During the colloquy between the judge and counsel which followed, plaintiffs’ counsel suggested that the judge simply answer the question “false.” The judge, believing that some explanation was needed, gave the following answer:
“Now let me answer it this way. When we’re talking, the words, “at the time of the sale,” meaning: Was there something about that product, at the time that it was sold, that made it unfit, something inherent in the product, the fact, if it is a fact, that an odor may have existed then or developed at some time later might be evidence of its fitness or unfitness. But that’s not really the controlling factor.
“The question is: At the time that it was sold, was there something inherently wrong with that product such as would render it unfit for installation in a home for insulation purposes.

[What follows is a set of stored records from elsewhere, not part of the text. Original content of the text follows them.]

impl<K, T> EditCore<K, T>
where
    K: Clone + Debug + Send + Sync + 'static,
    T: Editable,
{
    fn change(&self, patch: T::Patch) -> bool {
        let status = self.shared.status();
        if status != ResourceStatus::Ready {
            debug!(resource = %self.name, ?status, "Change ignored");
            return false;
        }
        self.draft.send_if_modified(|draft| {
            let Some(working) = draft.working.as_ref() else {
                return false;
            };
            let next = working.merged(patch);
            draft.working = Some(next);
            true
        })
    }

    fn reset(&self) -> bool {
        if self.shared.status() != ResourceStatus::Ready {
            return false;
        }
        self.draft.send_if_modified(|draft| {
            if draft.original.is_none() || draft.working == draft.original {
                return false;
            }
            draft.working = draft.original.clone();
            true
        })
    }

    #[instrument(skip(self), fields(resource = %self.name))]
    async fn save(&self) -> Result<(), ResourceError> {
        let status = self.shared.status();
        if status != ResourceStatus::Ready {
            warn!(?status, "Save rejected");
            return Err(ResourceError::NotReady(status));
        }
        let (key, generation) = self.shared.current().ok_or(ResourceError::Stale)?;

        let mut conflict = false;
        let mut payload = None;
        self.draft.send_if_modified(|draft| {
            if draft.saving {
                conflict = true;
                return false;
            }
            payload = draft.working.clone();
            draft.saving = payload.is_some();
            draft.saving
        });
        if conflict {
            warn!(?key, "Save already in flight");
            return Err(ResourceError::SaveConflict);
        }
        let payload = payload.ok_or(ResourceError::NotReady(status))?;
        let _saving = SavingGuard(self.draft.as_ref());

        debug!(?key, ?payload, "Saving");
        match self.store.write(&key, payload).await {
            Ok(saved) => {
                // Publishing as a fresh Ready value resets both copies through the ready hook.
                self.shared.settle(generation, Ok(saved))?;
                info!(?key, "Saved");
                Ok(())
            }
            Err(e) => {
                warn!(?key, error = %e, "Save failed");
                Err(e.into())
            }
        }
    }
}

/// Binding plus original/working copies of one named resource.
pub struct EditableResourceController<K, T> {
    binding: AsyncResourceBinding<K, T>,
    core: Arc<EditCore<K, T>>,
    policy: MountPolicy,
}

impl<K, T> EditableResourceController<K, T>
where
    K: Clone + PartialEq + Debug + Send + Sync + 'static,
    T: Editable,
{
    /// `name` is the resource name views receive the handle under (e.g. `"user"`).
    pub fn new(name: impl Into<String>, store: impl Store<K, T> + 'static) -> Self {
        Self::from_arc(name, Arc::new(store))
    }

    pub fn from_arc(name: impl Into<String>, store: Arc<dyn Store<K, T>>) -> Self {
        let draft = Arc::new(watch::channel(Draft::default()).0);
        let hook_draft = Arc::clone(&draft);
        let binding = AsyncResourceBinding::with_ready_hook(
            Arc::new(ReadVia(Arc::clone(&store))),
            move |value: &T| {
                hook_draft.send_modify(|d| {
                    d.original = Some(value.clone());
                    d.working = Some(value.clone());
                });
            },
        );
        let core = Arc::new(EditCore {
            name: name.into(),
            store,
            shared: Arc::clone(binding.shared()),
            draft,
        });
        Self {
            binding,
            core,
            policy: MountPolicy::Always,
        }
    }

    /// Switches to [`MountPolicy::WhenReady`]: forms are only rendered once there is a
    /// working copy to edit.
    pub fn mount_when_ready(mut self) -> Self {
        self.policy = MountPolicy::WhenReady;
        self
    }

    pub fn name(&self) -> &str {
        &self.core.name
    }

    pub fn policy(&self) -> MountPolicy {
        self.policy
    }

    /// Binds to `key`. Switching keys drops the copies of the previous resource.
    pub fn bind(&self, key: K) -> ResourceState<T> {
        if self.binding.key().as_ref() != Some(&key) {
            self.clear_draft();
        }
        self.binding.bind(key)
    }

    /// Fetches `key` unconditionally; see [`AsyncResourceBinding::load`].
    pub fn load(&self, key: K) -> Option<tokio::task::JoinHandle<()>> {
        if self.binding.key().as_ref() != Some(&key) {
            self.clear_draft();
        }
        self.binding.load(key)
    }

    fn clear_draft(&self) {
        self.core.draft.send_modify(|d| {
            d.original = None;
            d.working = None;
        });
    }

    pub fn binding(&self) -> &AsyncResourceBinding<K, T> {
        &self.binding
    }

    pub fn status(&self) -> ResourceStatus {
        self.binding.status()
    }

    pub async fn settled(&self) -> ResourceState<T> {
        self.binding.settled().await
    }

    pub fn draft(&self) -> Draft<T> {
        self.core.draft.borrow().clone()
    }

    /// Receiver that observes every change of the copies.
    pub fn subscribe_draft(&self) -> watch::Receiver<Draft<T>> {
        self.core.draft.subscribe()
    }

    pub fn working(&self) -> Option<T> {
        self.core.draft.borrow().working.clone()
    }

    pub fn original(&self) -> Option<T> {
        self.core.draft.borrow().original.clone()
    }

    pub fn is_dirty(&self) -> bool {
        self.core.draft.borrow().is_dirty()
    }

    pub fn is_saving(&self) -> bool {
        self.core.draft.borrow().saving
    }

    /// Merges `patch` over the working copy. Returns false (and does nothing) until loaded.
    pub fn change(&self, patch: T::Patch) -> bool {
        self.core.change(patch)
    }

    /// Writes the working copy; on success both copies become the server's answer.
    pub async fn save(&self) -> Result<(), ResourceError> {
        self.core.save().await
    }

    /// Restores the working copy to the original. Returns whether anything changed.
    pub fn reset(&self) -> bool {
        self.core.reset()
    }

    /// The capability handed to views.
    pub fn handle(&self) -> ResourceHandle<K, T> {
        ResourceHandle {
            core: Arc::clone(&self.core),
        }
    }

    /// Broadcasts the handle to every view child under the resource name.
    ///
    /// Under [`MountPolicy::WhenReady`] this is empty until the resource is `Ready`.
    pub fn render(&self, children: &[Child]) -> Vec<Child> {
        let loaded = self.status() == ResourceStatus::Ready && self.working().is_some();
        if self.policy == MountPolicy::WhenReady && !loaded {
            return Vec::new();
        }
        let handle = Prop::Capability(Capability::new(self.handle()));
        broadcast(children, &params([(self.core.name.clone(), handle)]))
    }
}

/// What a view gets for an editable resource: its name, its current value and the three
/// operations on it.
///
/// Cheap to clone; all clones act on the same controller state.
pub struct ResourceHandle<K, T> {
    core: Arc<EditCore<K, T>>,
}

impl<K, T> Clone for ResourceHandle<K, T> {
    fn clone(&self) -> Self {
        Self {
            core: Arc::clone(&self.core),
        }
    }
}

impl<K, T> ResourceHandle<K, T>
where
    K: Clone + Debug + Send + Sync + 'static,
    T: Editable,
{
    pub fn name(&self) -> &str {
        &self.core.name
    }

    pub fn status(&self) -> ResourceStatus {
        self.core.shared.status()
    }

    /// The working copy, absent until the resource is loaded.
    pub fn value(&self) -> Option<T> {
        self.core.draft.borrow().working.clone()
    }

    pub fn original(&self) -> Option<T> {
        self.core.draft.borrow().original.clone()
    }

    pub fn is_dirty(&self) -> bool {
        self.core.draft.borrow().is_dirty()
    }

    pub fn change(&self, patch: T::Patch) -> bool {
        self.core.change(patch)
    }

    pub async fn save(&self) -> Result<(), ResourceError> {
        self.core.save().await
    }

    pub fn reset(&self) -> bool {
        self.core.reset()
    }
}

impl<K, T> Debug for ResourceHandle<K, T> {
    fn fmt(&self, f: &mut std::fmt::Formatter<'_>) -> std::fmt::Result {
        f.debug_struct("ResourceHandle")
            .field("name", &self.core.name)
            .finish_non_exhaustive()
    }
}

#[cfg(test)]
mod tests {
    use super::*;
    use crate::framework::mock::{create_mock_source, expect_read, expect_write, MockSource};
    use crate::framework::FetchError;
    use serde_json::json;

    fn patch(value: Value) -> Map<String, Value> {
        match value {
            Value::Object(fields) => fields,
            _ => Map::new(),
        }
    }

    #[test]
    fn test_value_merge_is_shallow() {
        let base = json!({"name": "Ann", "address": {"city": "Oslo", "zip": "0150"}});
        let merged = base.merged(patch(json!({"address": {"city": "Bergen"}, "age": 40})));
        assert_eq!(
            merged,
            json!({"name": "Ann", "address": {"city": "Bergen"}, "age": 40})
        );
        assert_eq!(base["address"]["zip"], "0150");
        assert_eq!(json!(5).merged(patch(json!({"a": 1}))), json!({"a": 1}));
    }

    #[tokio::test]
    async fn test_change_before_load_is_noop() {
        let mock = MockSource::<u32, Value>::new();
        let controller = EditableResourceController::new("user", mock.source());
        assert!(!controller.change(patch(json!({"name": "Bob"}))));
        assert!(!controller.reset());
        assert_eq!(
            controller.save().await,
            Err(ResourceError::NotReady(ResourceStatus::Uninitialized))
        );
        assert_eq!(controller.working(), None);
    }

    #[tokio::test]
    async fn test_reset_restores_original_after_many_changes() {
        let mut mock = MockSource::<u32, Value>::new();
        mock.expect_read(1).return_ok(json!({"name": "Ann", "age": 54}));
        let controller = EditableResourceController::new("user", mock.source());
        controller.bind(1);
        controller.settled().await;

        for age in 55..60 {
            assert!(controller.change(patch(json!({ "age": age }))));
        }
        controller.change(patch(json!({"name": "Annie"})));
        assert!(controller.is_dirty());
        assert_eq!(controller.working(), Some(json!({"name": "Annie", "age": 59})));

        assert!(controller.reset());
        assert_eq!(controller.working(), controller.original());
        assert!(!controller.is_dirty());
        // Nothing left to reset.
        assert!(!controller.reset());
        mock.verify();
    }

    #[tokio::test]
    async fn test_save_adopts_server_answer() {
        let mut mock = MockSource::<u32, Value>::new();
        mock.expect_read(1).return_ok(json!({"name": "Ann"}));
        mock.expect_write(1).respond_with(|mut sent| {
            sent["updated"] = json!(true);
            sent
        });
        let controller = EditableResourceController::new("user", mock.source());
        controller.bind(1);
        controller.settled().await;

        controller.change(patch(json!({"name": "Bob"})));
        controller.save().await.unwrap();

        let expected = json!({"name": "Bob", "updated": true});
        assert_eq!(controller.working(), Some(expected.clone()));
        assert_eq!(controller.original(), Some(expected.clone()));
        assert_eq!(controller.binding().snapshot(), ResourceState::Ready(expected));
        assert!(!controller.is_dirty());
        assert!(!controller.is_saving());
        mock.verify();
    }

    #[tokio::test]
    async fn test_failed_save_leaves_copies() {
        let mut mock = MockSource::<u32, Value>::new();
        mock.expect_read(1).return_ok(json!({"name": "Ann"}));
        mock.expect_write(1)
            .return_err(FetchError::Rejected("name taken".into()));
        let controller = EditableResourceController::new("user", mock.source());
        controller.bind(1);
        controller.settled().await;

        controller.change(patch(json!({"name": "Bob"})));
        let result = controller.save().await;
        assert_eq!(
            result,
            Err(ResourceError::Fetch(FetchError::Rejected("name taken".into())))
        );
        assert_eq!(controller.working(), Some(json!({"name": "Bob"})));
        assert_eq!(controller.original(), Some(json!({"name": "Ann"})));
        assert_eq!(controller.status(), ResourceStatus::Ready);
        assert!(!controller.is_saving());
    }

    #[tokio::test]
    async fn test_second_save_in_flight_is_rejected() {
        let (source, mut requests) = create_mock_source::<u32, Value>(10);
        let controller = Arc::new(EditableResourceController::new("user", source));
        controller.bind(1);
        let (_, responder) = expect_read(&mut requests).await.unwrap();
        responder.send(Ok(json!({"name": "Ann"}))).unwrap();
        controller.settled().await;

        let first = tokio::spawn({
            let controller = Arc::clone(&controller);
            async move { controller.save().await }
        });
        let (key, sent, responder) = expect_write(&mut requests).await.unwrap();
        assert_eq!(key, 1);
        assert!(controller.is_saving());

        assert_eq!(controller.save().await, Err(ResourceError::SaveConflict));

        responder.send(Ok(sent)).unwrap();
        assert_eq!(first.await.unwrap(), Ok(()));
        assert!(!controller.is_saving());
    }

    #[tokio::test]
    async fn test_handle_acts_on_controller() {
        let mut mock = MockSource::<u32, Value>::new();
        mock.expect_read(9).return_ok(json!({"title": "TV"}));
        let controller = EditableResourceController::new("product", mock.source());
        controller.bind(9);
        controller.settled().await;

        let rendered = controller.render(&[crate::framework::ViewDescriptor::new("ProductForm").into()]);
        let handle = rendered[0]
            .as_view()
            .and_then(|v| v.capability::<ResourceHandle<u32, Value>>("product"))
            .expect("handle injected under the resource name");
        assert_eq!(handle.name(), "product");
        handle.change(patch(json!({"title": "Flat TV"})));
        assert_eq!(controller.working(), Some(json!({"title": "Flat TV"})));
        assert!(handle.is_dirty());
        handle.reset();
        assert_eq!(handle.value(), Some(json!({"title": "TV"})));
    }

    #[tokio::test]
    async fn test_form_mounts_once_loaded() {
        let (source, mut requests) = create_mock_source::<u32, Value>(10);
        let controller = EditableResourceController::new("user", source).mount_when_ready();
        assert_eq!(controller.policy(), MountPolicy::WhenReady);
        let form: [Child; 1] = [crate::framework::ViewDescriptor::new("UserForm").into()];
        assert!(controller.render(&form).is_empty());

        controller.bind(4);
        assert!(controller.render(&form).is_empty());

        let (_, responder) = expect_read(&mut requests).await.unwrap();
        responder.send(Ok(json!({"name": "Dee"}))).unwrap();
        controller.settled().await;

        let rendered = controller.render(&form);
        assert_eq!(rendered.len(), 1);
        let handle = rendered[0]
            .as_view()
            .and_then(|v| v.capability::<ResourceHandle<u32, Value>>("user"))
            .expect("handle injected once ready");
        assert_eq!(handle.value(), Some(json!({"name": "Dee"})));
    }
}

That, I think, is really the way the question should be considered.”
At the conclusion of the answer, the judge asked if counsel had “any problem with that,” and the plaintiffs’ counsel registered no objection. The jury were then discharged for the day. Before the jury renewed deliberations on the next morning, the plaintiffs’ counsel again asked the judge to answer the jury’s question: “false.” The judge reminded counsel that, despite the judge’s invitation for comment, he had made no objection to the answer as given. The judge declined to instruct the jury further on the question, saying that to do so would confuse the jury. Giving the plaintiffs the benefit of the doubt
as to the timeliness of counsel’s objection, since the jury had not “retire[d] to consider its verdict” following the answer, Mass.R.Civ.P. 51(b), 365 Mass. 816 (1974), we conclude that there was no error.
The plaintiffs objected to the judge’s answer on the basis that it was confusing. The plaintiffs argue that the judge should have answered the question, “false,” with an explanation that a product’s unfitness may be established by its long-term effects. We think that the answer, read as a whole, see
Wilson
v.
Boston Redevelopment
Authy., 366 Mass. 588, 591 (1975), adequately and accurately informed the jury that (1) the critical time, on the evidence presented, of fitness was the time of the sale and (2) contemporaneous or subsequent odor
could be considered evidence of unfitness.
3. The plaintiffs argue that defense counsels’ closing arguments contained expressions of personal opinion which were improper and prejudicial. As the plaintiffs failed to object to those portions of the arguments, we decline to review the matter. See
Commonwealth
v.
Johnson,
374 Mass. 453, 458 (1978);
Torre
v.
Harris-Seybold Co., 9
Mass. App. Ct. 660, 666 n.3 (1980).
4. The plaintiffs present nothing in their arguments of error in the denial of their motion for a new trial which we have not addressed. There was no abuse of discretion in the denial.
Judgment affirmed.
Order denying motion for new trial affirmed.